Threat of Hospital Raids Is Pushing Haitian Mothers to Give Birth in Unsafe Conditions
Key Takeaways
- It has been reported that Dominican immigration agents have started detaining migrants at hospitals, prompting fear among Haitian women seeking maternity care.
- Many pregnant Haitian migrants and women of Haitian descent are avoiding hospitals and giving birth in unsanitary, unsupervised settings, raising maternal and neonatal health risks.
- Humanitarian groups warn this practice undermines the right to health and could violate international protections; advocates are calling for hospitals to be safe spaces.
- For migrants, the immediate risks are medical complications and possible separation or detention; the practical response is to seek help from community organizations, international agencies, and legal aid.
Detentions at hospitals and the new climate of fear
It has been reported that Dominican immigration authorities have conducted operations at hospitals to identify and detain undocumented migrants, including at facilities that treat pregnant women. Allegedly, checkpoints and patrols near maternity wards, and occasional entries into hospital premises by agents, have been enough to deter Haitian women from seeking institutional prenatal care or supervised deliveries. Health workers and local advocates say the result is a surge in home births in squalid or improvised settings — often without trained attendants, sterile equipment, or emergency backup.
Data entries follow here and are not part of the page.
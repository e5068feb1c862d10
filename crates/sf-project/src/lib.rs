//! sf-project: canonical flow file format, import/export against the graph.

pub mod export;
pub mod import;
pub mod schema;
pub mod validate;

pub use export::{ExportError, export};
pub use import::import;
pub use schema::*;
pub use validate::{ValidationError, validate_flow};

pub type ProjectResult<T> = Result<T, ProjectError>;

#[derive(thiserror::Error, Debug)]
pub enum ProjectError {
    #[error("Validation error: {0}")]
    Validation(#[from] ValidationError),

    #[error("Export error: {0}")]
    Export(#[from] ExportError),

    #[error("I/O error: {0}")]
    Io(#[from] std::io::Error),

    #[error("YAML error: {0}")]
    Yaml(#[from] serde_yaml::Error),

    #[error("JSON error: {0}")]
    Json(#[from] serde_json::Error),
}

pub fn load_yaml(path: &std::path::Path) -> ProjectResult<FlowDef> {
    let content = std::fs::read_to_string(path)?;
    let flow: FlowDef = serde_yaml::from_str(&content)?;
    validate_flow(&flow)?;
    Ok(flow)
}

pub fn save_yaml(path: &std::path::Path, flow: &FlowDef) -> ProjectResult<()> {
    validate_flow(flow)?;
    let content = serde_yaml::to_string(flow)?;
    std::fs::write(path, content)?;
    Ok(())
}

pub fn load_json(path: &std::path::Path) -> ProjectResult<FlowDef> {
    let content = std::fs::read_to_string(path)?;
    let flow: FlowDef = serde_json::from_str(&content)?;
    validate_flow(&flow)?;
    Ok(flow)
}

pub fn save_json(path: &std::path::Path, flow: &FlowDef) -> ProjectResult<()> {
    validate_flow(flow)?;
    let content = serde_json::to_string_pretty(flow)?;
    std::fs::write(path, content)?;
    Ok(())
}
//! Deterministic zigzag placement for workflow graphs.
//!
//! Steps are laid out left to right, two step-widths apart; when the next
//! slot would leave the canvas the walk drops a row and reverses direction,
//! producing the boustrophedon shape the editor renders after a load.

use std::collections::HashSet;

use sf_core::{NodeId, Point};
use sf_graph::{FlowGraph, StepKind};

/// Place every node in chain order starting from the begin step at (0, 0).
///
/// The walk follows outgoing transitions; when a node has no outgoing edge
/// the walk resumes at an unplaced Normal-class step with no incoming edge,
/// so partially connected chains still make forward progress. A disconnected
/// end step is placed last, off the final placed node. Edges incident to
/// each placed node are re-clipped so connectors stay attached.
///
/// All placement state lives in the call; invoking this twice from the same
/// graph state yields identical positions.
pub fn auto_layout(graph: &mut FlowGraph, canvas_width: i32) {
    let Some(begin) = graph.first_of_kind(StepKind::Begin) else {
        return;
    };
    let _ = graph.set_origin(begin, Point::new(0, 0));
    let _ = graph.reposition_incident(begin);

    let mut placed = HashSet::new();
    placed.insert(begin);
    let mut leftward = false;
    let mut prev = begin;

    // Bounded by the node count; a defective link table cannot loop forever
    // because every iteration places a node never placed before.
    while placed.len() < graph.node_count() {
        let Some(next) = next_unplaced(graph, prev, &placed) else {
            break;
        };
        place_after(graph, prev, next, canvas_width, &mut leftward);
        placed.insert(next);
        prev = next;
    }

    if let Some(end) = graph.first_of_kind(StepKind::End) {
        let disconnected = !placed.contains(&end)
            && graph.node(end).is_some_and(|n| n.incoming.is_none());
        if disconnected {
            tracing::debug!(?end, "placing disconnected end step");
            place_after(graph, prev, end, canvas_width, &mut leftward);
        }
    }
}

/// The successor of `prev`, or a fresh chain head when `prev` is a dead end.
fn next_unplaced(graph: &FlowGraph, prev: NodeId, placed: &HashSet<NodeId>) -> Option<NodeId> {
    let successor = graph
        .node(prev)
        .and_then(|n| n.outgoing)
        .and_then(|e| graph.edge(e))
        .map(|e| e.end)
        .filter(|id| !placed.contains(id));
    successor.or_else(|| {
        graph
            .nodes()
            .find(|n| n.kind.is_step() && n.incoming.is_none() && !placed.contains(&n.id))
            .map(|n| n.id)
    })
}

/// Zigzag step: two widths over, or a flip plus a row drop when the
/// candidate leaves `[0, canvas_width - width]`.
fn place_after(
    graph: &mut FlowGraph,
    prev_id: NodeId,
    node_id: NodeId,
    canvas_width: i32,
    leftward: &mut bool,
) {
    let Some(prev) = graph.node(prev_id) else {
        return;
    };
    let (width, height) = (prev.size.width, prev.size.height);
    let mut x = if *leftward {
        prev.pos.x - width * 2
    } else {
        prev.pos.x + width * 2
    };
    let mut y = prev.pos.y;
    if (*leftward && x < 0) || (!*leftward && x > canvas_width - width) {
        *leftward = !*leftward;
        x = if *leftward { prev.pos.x } else { 0 };
        y += height * 3 / 2;
    }
    let _ = graph.set_origin(node_id, Point::new(x, y));
    let _ = graph.reposition_incident(node_id);
}
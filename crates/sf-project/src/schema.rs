//! Flow file schema definitions.

use serde::{Deserialize, Serialize};
use sf_graph::StepData;

/// A whole flow: an opaque id plus its ordered step list.
#[derive(Debug, Clone, Serialize, Deserialize, PartialEq)]
pub struct FlowDef {
    pub id: String,
    #[serde(default)]
    pub steps: Vec<StepDef>,
}

/// One step record as stored in a flow file.
///
/// `tag` is an opaque payload carried through untouched;
/// `disconnected_from_next` and `next_line_dashed` describe the transition
/// that would follow this step.
#[derive(Debug, Clone, Default, Serialize, Deserialize, PartialEq)]
pub struct StepDef {
    #[serde(default)]
    pub index: i32,
    pub id: String,
    #[serde(default)]
    pub name: String,
    #[serde(default)]
    pub tips: String,
    #[serde(default, skip_serializing_if = "serde_json::Value::is_null")]
    pub tag: serde_json::Value,
    #[serde(default)]
    pub disconnected_from_next: bool,
    #[serde(default)]
    pub next_line_dashed: bool,
}

impl StepDef {
    /// The payload a graph node carries for this record.
    pub fn to_data(&self) -> StepData {
        StepData {
            id: self.id.clone(),
            name: self.name.clone(),
            tips: self.tips.clone(),
            tag: self.tag.clone(),
            index: self.index,
            disconnected_from_next: self.disconnected_from_next,
            next_line_dashed: self.next_line_dashed,
        }
    }

    /// Rebuild a record from node payload, placing it at `index` in the
    /// emitted list. The transition flags reset to their defaults.
    pub fn from_data(data: &StepData, index: i32) -> Self {
        Self {
            index,
            id: data.id.clone(),
            name: data.name.clone(),
            tips: data.tips.clone(),
            tag: data.tag.clone(),
            disconnected_from_next: false,
            next_line_dashed: false,
        }
    }
}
Human impact: risk to mothers and newborns
Giving birth outside of clinical settings increases the risk of hemorrhage, obstructed labor, infection and newborn complications that require immediate medical intervention. For migrants that lack documentation or fear detention, delays in seeking care can be life‑threatening; families report using taxis to cross borders or delivering in abandoned buildings to avoid detection. Medical staff and aid organizations say these choices are driven less by ignorance than by a rational fear that a trip to a hospital could end in arrest, separation from family, or deportation.
Legal and policy context
Hospitals are generally regarded by humanitarian organizations as protected spaces where care should be provided without immigration enforcement, and international human‑rights groups argue that pursuing migrants in medical settings can violate the right to health and other protections. It has been reported that Dominican officials defend enforcement as part of immigration control. The situation recalls broader, longstanding tensions in the Dominican Republic over migration and documentation for people of Haitian origin; many affected are undocumented or have insecure legal status, reducing their access to public services and legal remedies.
What this means for migrants now
If you are pregnant and worried about detention, try to connect with local NGOs, faith groups, or international agencies such as IOM (International Organization for Migration) or UNHCR (the U.N. refugee agency), which often work with health providers and can advise on safe pathways to care. Document incidents where possible, ask for legal aid from organizations that assist migrants, and seek community health workers or clinics that may offer low‑profile prenatal services. The immediate priority is safe delivery and postnatal care; longer term, advocates say policy clarification is needed so hospitals can resume functioning as safe spaces for everyone.